GSA 2020 Connects Online

Paper No. 79-13
Presentation Time: 4:55 PM

RECURRENT MORPHOTYPES IN THE DENTAL ELEMENTS OF SWEETOGNATHUS CONODONTS REVEALED BY GEOMETRIC MORPHOMETRICS


PETRYSHEN, Wyatt, Department of Geoscience, University of Calgary, 2500 University Drive NW, Calgary, AB T2N1N4, Canada, HENDERSON, Charles M., Department of Geoscience, University of Calgary, 2500 University Drive NW, Calgary, AB T2N 1N4, Canada, DE BAETS, Kenneth, Fachgruppe Paläoumwelt, GeoZentrum Nordbayern, Friedrich-Alexander Universität Erlangen-Nürnberg, Loewenichstr. 28, Erlangen, 91054, Germany and JAROCHOWSKA, Emilia, GeoZentrum Nordbayern, Friedrich-Alexander-University Erlangen-Nuremberg, Loewenichstraße 28, Erlangen, 91054, Germany

Conodonts are a hyper-diverse group of predators and scavengers that have an astonishing 300-million-year evolutionary record from the late Cambrian to Late Triassic. It has been hypothesized that a major contributor to diversity in the Sweetognathus lineage, a Permian group of shallow water taxa, is the appearance of recurrent morphotypes via parallel evolution. A major hurdle with implementing geometric morphometrics to test this hypothesis has been the clear lack of homologous landmark positions on their dental elements.

In this study we rendered 3-dimensional models of their dental elements using a computer tomographic scanner and computed 404 cross-sections transecting their food-processing surfaces. 50 equally space semi-landmarks were then placed around the circumference of each cross-section before procrustes superimposition and hierarchical clustering of principal component scores was combined with a revised and expanded phylogeny of multiple Permian Sweetognathus conodont lineages to test the above hypothesis.

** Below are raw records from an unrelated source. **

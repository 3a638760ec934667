//! Helpers shared by the `rfsh-core` integration suites: a supervisor on an
//! ephemeral TCP port and a line-oriented client for it.

use std::net::SocketAddr;
use std::sync::Arc;
use std::time::Duration;

use rfsh_core::BridgeConfig;
use rfsh_core::BridgeEvent;
use rfsh_core::BridgeMode;
use rfsh_core::ChannelEventSink;
use rfsh_core::EventSink;
use rfsh_core::ListenerSupervisor;
use rfsh_core::RestartPolicy;
use rfsh_core::SessionManager;
use rfsh_core::config::TransportKind;
use rfsh_core::transport::TcpTransport;
use tokio::io::AsyncReadExt;
use tokio::io::AsyncWriteExt;
use tokio::net::TcpStream;
use tokio::net::tcp::OwnedReadHalf;
use tokio::net::tcp::OwnedWriteHalf;
use tokio::sync::mpsc::UnboundedReceiver;
use tokio::task::JoinHandle;
use tokio_util::sync::CancellationToken;

/// Upper bound for any single wait in the suites.
pub const IO_TIMEOUT: Duration = Duration::from_secs(15);

/// Defaults with a loopback TCP transport and a short command timeout.
pub fn test_config(mode: BridgeMode) -> BridgeConfig {
    let mut config = BridgeConfig::default();
    config.mode = mode;
    config.transport.kind = TransportKind::Tcp;
    config.transport.address = "127.0.0.1:0".to_string();
    config.command.timeout_ms = 5_000;
    config.pty.shell = Some("/bin/sh".to_string());
    config
}

pub struct TestServer {
    pub addr: SocketAddr,
    pub events: UnboundedReceiver<BridgeEvent>,
    shutdown: CancellationToken,
    handle: JoinHandle<()>,
}

/// Binds an ephemeral port and runs a supervisor on it in the background.
pub async fn start_server(config: BridgeConfig) -> TestServer {
    let listener = TcpTransport::bind(config.transport.address.as_str())
        .await
        .expect("bind test listener");
    let addr = listener.local_addr();
    let (sink, events) = ChannelEventSink::new();
    let sink: Arc<dyn EventSink> = Arc::new(sink);
    let shutdown = CancellationToken::new();
    let supervisor = ListenerSupervisor::new(
        Box::new(listener),
        SessionManager::new(config.clone(), Arc::clone(&sink)),
        RestartPolicy::from_config(&config.supervisor),
        sink,
        shutdown.clone(),
    );
    TestServer {
        addr,
        events,
        shutdown,
        handle: tokio::spawn(supervisor.run()),
    }
}

impl TestServer {
    pub async fn connect(&self) -> TestClient {
        let stream = tokio::time::timeout(IO_TIMEOUT, TcpStream::connect(self.addr))
            .await
            .expect("connect timed out")
            .expect("connect");
        TestClient {
            stream,
            buffer: Vec::new(),
        }
    }

    /// Waits for the next event matching `predicate`, skipping others.
    pub async fn wait_for_event<F>(&mut self, mut predicate: F) -> BridgeEvent
    where
        F: FnMut(&BridgeEvent) -> bool,
    {
        tokio::time::timeout(IO_TIMEOUT, async {
            loop {
                let event = self.events.recv().await.expect("event stream closed");
                if predicate(&event) {
                    return event;
                }
            }
        })
        .await
        .expect("timed out waiting for event")
    }

    /// Cancels the supervisor, waits for it to finish and hands back the
    /// events it emitted that were not consumed yet.
    pub async fn stop(self) -> UnboundedReceiver<BridgeEvent> {
        self.shutdown.cancel();
        tokio::time::timeout(IO_TIMEOUT, self.handle)
            .await
            .expect("supervisor did not stop")
            .expect("supervisor task panicked");
        self.events
    }
}

pub struct TestClient {
    stream: TcpStream,
    buffer: Vec<u8>,
}

impl TestClient {
    pub async fn send(&mut self, bytes: &[u8]) {
        self.stream.write_all(bytes).await.expect("send");
    }

    pub async fn send_line(&mut self, line: &str) {
        self.send(format!("{line}\n").as_bytes()).await;
    }

    /// Reads until `marker` has been received and returns everything up to
    /// and including it. Bytes after the marker stay buffered.
    pub async fn read_until(&mut self, marker: &str) -> String {
        self.try_read_until(marker, IO_TIMEOUT)
            .await
            .unwrap_or_else(|seen| panic!("did not receive {marker:?}; got {seen:?}"))
    }

    /// Like [`Self::read_until`] but returns what was seen instead of
    /// panicking when the marker does not arrive in time.
    pub async fn try_read_until(
        &mut self,
        marker: &str,
        wait: Duration,
    ) -> Result<String, String> {
        let marker = marker.as_bytes();
        let deadline = tokio::time::Instant::now() + wait;
        loop {
            if let Some(pos) = find(&self.buffer, marker) {
                let rest = self.buffer.split_off(pos + marker.len());
                let found = std::mem::replace(&mut self.buffer, rest);
                return Ok(String::from_utf8_lossy(&found).into_owned());
            }
            let mut chunk = [0u8; 4096];
            match tokio::time::timeout_at(deadline, self.stream.read(&mut chunk)).await {
                Ok(Ok(0)) | Ok(Err(_)) | Err(_) => {
                    return Err(String::from_utf8_lossy(&self.buffer).into_owned());
                }
                Ok(Ok(n)) => self.buffer.extend_from_slice(&chunk[..n]),
            }
        }
    }

    /// Splits the connection for concurrent reading and writing. The first
    /// element holds bytes already received but not yet consumed.
    pub fn into_split(self) -> (Vec<u8>, OwnedReadHalf, OwnedWriteHalf) {
        let (reader, writer) = self.stream.into_split();
        (self.buffer, reader, writer)
    }

    /// Reads until the server closes the connection.
    pub async fn read_to_end(&mut self) -> String {
        let mut rest = std::mem::take(&mut self.buffer);
        let read = tokio::time::timeout(IO_TIMEOUT, async {
            let mut chunk = [0u8; 4096];
            loop {
                match self.stream.read(&mut chunk).await {
                    Ok(0) | Err(_) => break,
                    Ok(n) => rest.extend_from_slice(&chunk[..n]),
                }
            }
        })
        .await;
        assert!(read.is_ok(), "connection was not closed");
        String::from_utf8_lossy(&rest).into_owned()
    }
}

fn find(haystack: &[u8], needle: &[u8]) -> Option<usize> {
    haystack
        .windows(needle.len())
        .position(|window| window == needle)
}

Our research has found that the feeding organs of multiple species in the Sweetognathus lineage repeatedly developed adaptions, based on the mapping of dental morphologies across the Sweetognathus phylogeny, allowing them to occupy new trophic niches within their isolated communities. The further incorporation of widely-used ecological metrics such as limiting similarity and morphological overlap was also able to demonstrate that radiation events were facilitated by disruptive selection on extreme phenotypes that resulted in increased diversity, and directional selection, limiting competition. The outstanding diversity and fossil record of conodonts, as well as the reproducible and robust morphometric protocol proposed here, illustrate some of the mechanisms whereby diversity was achieved in the Sweetognathus group, demonstrating that a major contributor to marine diversity in Palaeozoic marine trophic networks is the emergence of recurrent morphologies in geographically and temporally isolated communities of conodonts.